**Work to be completed:** Could you reproduce the lines below from the one with "pub type StoreResult<T>" through the one with "or request failure."? Keep both ends and add nothing.

**Entries provided:**

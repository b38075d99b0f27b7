//! Core module containing shared infrastructure components.
//!
//! This module provides the foundational building blocks for the MCP server,
//! including error handling, configuration, catalog loading at startup,
//! server lifecycle management, and transport layer abstractions.

pub mod bootstrap;
pub mod config;
pub mod error;
pub mod server;
pub mod transport;

pub use bootstrap::load_catalog;
pub use config::Config;
pub use error::{Error, Result};
pub use server::McpServer;
pub use transport::{TransportConfig, TransportService};
//! Domains module containing business logic organized by bounded contexts.
//!
//! - **catalog**: the tool catalog model, built from a configuration record
//! - **store**: configuration records and the target collection
//! - **embedding**: query text to vector, for vector search tools
//! - **tools**: validation, compilation, execution and registration
//! - **resources**: read-only views of the loaded catalog

pub mod catalog;
pub mod embedding;
pub mod resources;
pub mod store;
pub mod tools;
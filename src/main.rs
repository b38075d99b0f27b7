//! MCP Server Entry Point
//!
//! Initializes logging, loads the tool catalog from the configuration store,
//! connects the target database and starts the server with the configured
//! transport. A catalog that fails to load or build aborts startup.

use std::sync::Arc;
use std::time::Duration;

use anyhow::{Context, Result, bail};
use tracing::{Level, error, info};
use tracing_subscriber::{EnvFilter, fmt};

use dynamic_mcp_server::core::{Config, McpServer, TransportService, load_catalog};
use dynamic_mcp_server::domains::embedding::{Embedder, HttpEmbedder};
use dynamic_mcp_server::domains::store::{
    CollectionRef, ConfigStore, DocumentStore, FileConfigStore, MongoStore,
};
use dynamic_mcp_server::domains::tools::{Executor, ToolRegistry};

#[tokio::main]
async fn main() -> Result<()> {
    // Load configuration from environment
    let config = Config::from_env();

    // Initialize logging
    init_logging(&config.logging.level, config.logging.with_timestamps);

    info!("Starting {} v{}", config.server.name, config.server.version);

    let mongo = match &config.database.uri {
        Some(uri) => {
            let store = MongoStore::connect(
                uri,
                &config.server.name,
                Duration::from_millis(config.database.timeout_ms),
                CollectionRef::new(&config.catalog.config_db, &config.catalog.config_collection),
            )
            .await
            .context("Failed to configure the MongoDB client")?;
            Some(Arc::new(store))
        }
        None => None,
    };

    // Configuration records come from a file when one is given
    let records: Arc<dyn ConfigStore> = match (&config.catalog.file, &mongo) {
        (Some(path), _) => {
            info!("Reading configuration records from {}", path.display());
            Arc::new(FileConfigStore::new(path))
        }
        (None, Some(store)) => store.clone(),
        (None, None) => bail!("Set MCP_MONGO_URI or MCP_CATALOG_FILE to locate the tool catalog"),
    };

    let schema = load_catalog(
        records.as_ref(),
        &config.catalog.tool_name,
        config.catalog.load_attempts,
        Duration::from_secs(config.catalog.retry_secs),
    )
    .await
    .inspect_err(|e| error!("Startup aborted: {}", e))?;
    let schema = Arc::new(schema);

    let Some(target_store) = mongo else {
        bail!("MCP_MONGO_URI must be set to run queries against the target collection");
    };
    let target_store: Arc<dyn DocumentStore> = target_store;
    let executor = Executor::new(
        target_store,
        CollectionRef::from(schema.module()),
        config.execution.max_results,
    );

    let embedder = HttpEmbedder::from_config(&config.embedding)
        .context("Failed to configure the embedding provider")?
        .map(|e| Arc::new(e) as Arc<dyn Embedder>);

    let registry = Arc::new(ToolRegistry::new(
        schema,
        executor,
        embedder,
        &config.execution,
    ));

    // Create the MCP server
    let transport = TransportService::new(config.transport.clone());
    let server = McpServer::new(config, registry);

    info!("Server initialized");

    transport.run(server).await?;

    info!("Server shutting down");

    Ok(())
}

/// Initialize the logging subsystem.
///
/// Logs go to stderr; stdout belongs to the STDIO transport.
fn init_logging(level: &str, with_timestamps: bool) {
    let level = match level.to_lowercase().as_str() {
        "trace" => Level::TRACE,
        "debug" => Level::DEBUG,
        "info" => Level::INFO,
        "warn" => Level::WARN,
        "error" => Level::ERROR,
        _ => Level::INFO,
    };

    let filter = EnvFilter::from_default_env().add_directive(level.into());

    let subscriber = fmt()
        .with_env_filter(filter)
        .with_target(true)
        .with_thread_ids(false)
        .with_file(false)
        .with_line_number(false)
        .with_writer(std::io::stderr);

    if with_timestamps {
        subscriber.init();
    } else {
        subscriber.without_time().init();
    }
}
//! Transport service - orchestrates different transport types.
//!
//! This service provides a unified interface for starting the MCP server
//! with different transport mechanisms.

use tracing::info;

use super::{TransportConfig, TransportResult};
use crate::core::McpServer;

#[cfg(feature = "stdio")]
use super::stdio::StdioTransport;

#[cfg(feature = "tcp")]
use super::tcp::TcpTransport;

#[cfg(feature = "http")]
use super::http::HttpTransport;

/// Transport service - manages the transport layer for the MCP server.
pub struct TransportService {
    config: TransportConfig,
}

impl TransportService {
    /// Create a new transport service with the given configuration.
    pub fn new(config: TransportConfig) -> Self {
        Self { config }
    }

    /// Get the transport configuration.
    pub fn config(&self) -> &TransportConfig {
        &self.config
    }

    /// Log information about the configured transport.
    pub fn log_info(&self) {
        info!("Starting transport: {}", self.config.description());
    }

    /// Start the transport with the given MCP server.
    ///
    /// This method blocks until the transport is shut down.
    pub async fn run(self, server: McpServer) -> TransportResult<()> {
        self.log_info();
        info!(
            "Serving {} tools from catalog '{}'",
            server.registry().tool_names().len(),
            server.registry().schema().name()
        );

        match self.config {
            #[cfg(feature = "stdio")]
            TransportConfig::Stdio => StdioTransport::run(server).await,
            #[cfg(feature = "tcp")]
            TransportConfig::Tcp(cfg) => TcpTransport::new(cfg).run(server).await,
            #[cfg(feature = "http")]
            TransportConfig::Http(cfg) => HttpTransport::new(cfg).run(server).await,
        }
    }
}
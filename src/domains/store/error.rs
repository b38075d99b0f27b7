//! Store-specific error types.

use thiserror::Error;

/// Errors raised by the configuration store or the target database.
#[derive(Debug, Clone, PartialEq, Error)]
pub enum StoreError {
    /// No configuration record matches the requested name.
    #[error("Configuration record not found: {0}")]
    NotFound(String),

    /// The backing store could not be reached.
    #[error("Store unavailable: {0}")]
    Unavailable(String),

    /// The store answered with an error.
    #[error("Store operation failed: {0}")]
    Operation(String),
}

impl StoreError {
    /// Create a new "not found" error.
    pub fn not_found(name: impl Into<String>) -> Self {
        Self::NotFound(name.into())
    }

    /// Create a new "unavailable" error.
    pub fn unavailable(msg: impl Into<String>) -> Self {
        Self::Unavailable(msg.into())
    }

    /// Create a new "operation failed" error.
    pub fn operation(msg: impl Into<String>) -> Self {
        Self::Operation(msg.into())
    }

    /// Error kind reported to callers.
    pub fn kind(&self) -> &'static str {
        match self {
            Self::NotFound(_) => "NotFoundError",
            Self::Unavailable(_) => "StoreUnavailableError",
            Self::Operation(_) => "ExecutionError",
        }
    }

    /// Whether retrying later could succeed.
    pub fn is_unavailable(&self) -> bool {
        matches!(self, Self::Unavailable(_))
    }
}

/// Result type alias for store operations.
pub type StoreResult<T> = std::result::Result<T, StoreError>;
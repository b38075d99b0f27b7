//! Error types and handling for the MCP server.
//!
//! Each domain owns its error enum; this module gathers them into one type
//! for startup and transport code.

use thiserror::Error;

/// A specialized Result type for MCP server operations.
pub type Result<T> = std::result::Result<T, Error>;

/// Unified error type for the MCP server.
#[derive(Debug, Error)]
pub enum Error {
    /// The configuration record could not be turned into a catalog.
    #[error("Schema error: {0}")]
    Schema(#[from] crate::domains::catalog::SchemaError),

    /// Configuration or target store failure.
    #[error("Store error: {0}")]
    Store(#[from] crate::domains::store::StoreError),

    /// Error originating from the tools domain.
    #[error("Tool error: {0}")]
    Tool(#[from] crate::domains::tools::ToolError),

    /// Error originating from the resources domain.
    #[error("Resource error: {0}")]
    Resource(#[from] crate::domains::resources::ResourceError),

    /// Embedding provider setup or request failure.
    #[error("Embedding error: {0}")]
    Embedding(#[from] crate::domains::embedding::EmbeddingError),

    /// Transport startup or runtime failure.
    #[error("Transport error: {0}")]
    Transport(#[from] super::transport::TransportError),

    /// Configuration-related errors.
    #[error("Configuration error: {0}")]
    Config(String),

    /// I/O errors from file operations or network communication.
    #[error("I/O error: {0}")]
    Io(#[from] std::io::Error),

    /// JSON serialization/deserialization errors.
    #[error("JSON error: {0}")]
    Json(#[from] serde_json::Error),

    /// Internal server errors that should not occur under normal operation.
    #[error("Internal error: {0}")]
    Internal(String),
}

impl Error {
    /// Create a new configuration error.
    pub fn config(msg: impl Into<String>) -> Self {
        Self::Config(msg.into())
    }

    /// Create a new internal error.
    pub fn internal(msg: impl Into<String>) -> Self {
        Self::Internal(msg.into())
    }

    /// Whether retrying later could succeed.
    pub fn is_transient(&self) -> bool {
        matches!(self, Self::Store(e) if e.is_unavailable())
    }
}
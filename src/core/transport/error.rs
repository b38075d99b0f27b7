//! Transport error types.

use thiserror::Error;

/// Result type for transport operations.
pub type TransportResult<T> = Result<T, TransportError>;

/// Errors raised while starting or running a transport.
#[derive(Debug, Error)]
pub enum TransportError {
    /// The listen address could not be bound.
    #[error("Failed to bind to {address}: {source}")]
    BindError {
        address: String,
        #[source]
        source: std::io::Error,
    },

    /// IO error during transport.
    #[error("IO error: {0}")]
    IoError(#[from] std::io::Error),

    /// The MCP session could not be established.
    #[error("Server initialization error: {0}")]
    InitError(String),

    /// The HTTP server stopped with an error.
    #[error("HTTP error: {0}")]
    HttpError(String),

    /// The rmcp service ended with an error.
    #[error("Service error: {0}")]
    ServiceError(String),
}

impl TransportError {
    /// Create a bind error.
    pub fn bind(address: impl Into<String>, source: std::io::Error) -> Self {
        Self::BindError {
            address: address.into(),
            source,
        }
    }

    /// Create an initialization error.
    pub fn init(msg: impl Into<String>) -> Self {
        Self::InitError(msg.into())
    }

    /// Create an HTTP error.
    pub fn http(msg: impl Into<String>) -> Self {
        Self::HttpError(msg.into())
    }

    /// Create a service error.
    pub fn service(msg: impl Into<String>) -> Self {
        Self::ServiceError(msg.into())
    }
}
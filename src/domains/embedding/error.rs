//! Embedding-specific error types.

use thiserror::Error;

/// Errors raised while turning text into a vector.
#[derive(Debug, Clone, PartialEq, Error)]
pub enum EmbeddingError {
    /// No embedding endpoint is configured.
    #[error("No embedding provider configured (set MCP_EMBEDDING_URL)")]
    NotConfigured,

    /// The request failed or the provider answered with an error status.
    #[error("Embedding request failed: {0}")]
    Request(String),

    /// The provider answered with something that is not a vector.
    #[error("Invalid embedding response: {0}")]
    InvalidResponse(String),
}

impl EmbeddingError {
    pub fn request(msg: impl Into<String>) -> Self {
        Self::Request(msg.into())
    }

    pub fn invalid_response(msg: impl Into<String>) -> Self {
        Self::InvalidResponse(msg.into())
    }
}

**Result:**
pub type StoreResult<T> = std::result::Result<T, StoreError>;
repository b38075d99b0f27b7
//! Error types and handling for the MCP server.
//!
//! Each domain owns its error enum; this module gathers them into one type
//! for startup and transport code.

use thiserror::Error;

/// A specialized Result type for MCP server operations.
pub type Result<T> = std::result::Result<T, Error>;

/// Unified error type for the MCP server.
#[derive(Debug, Error)]
pub enum Error {
    /// The configuration record could not be turned into a catalog.
    #[error("Schema error: {0}")]
    Schema(#[from] crate::domains::catalog::SchemaError),

    /// Configuration or target store failure.
    #[error("Store error: {0}")]
    Store(#[from] crate::domains::store::StoreError),

    /// Error originating from the tools domain.
    #[error("Tool error: {0}")]
    Tool(#[from] crate::domains::tools::ToolError),

    /// Error originating from the resources domain.
    #[error("Resource error: {0}")]
    Resource(#[from] crate::domains::resources::ResourceError),

    /// Embedding provider setup or request failure.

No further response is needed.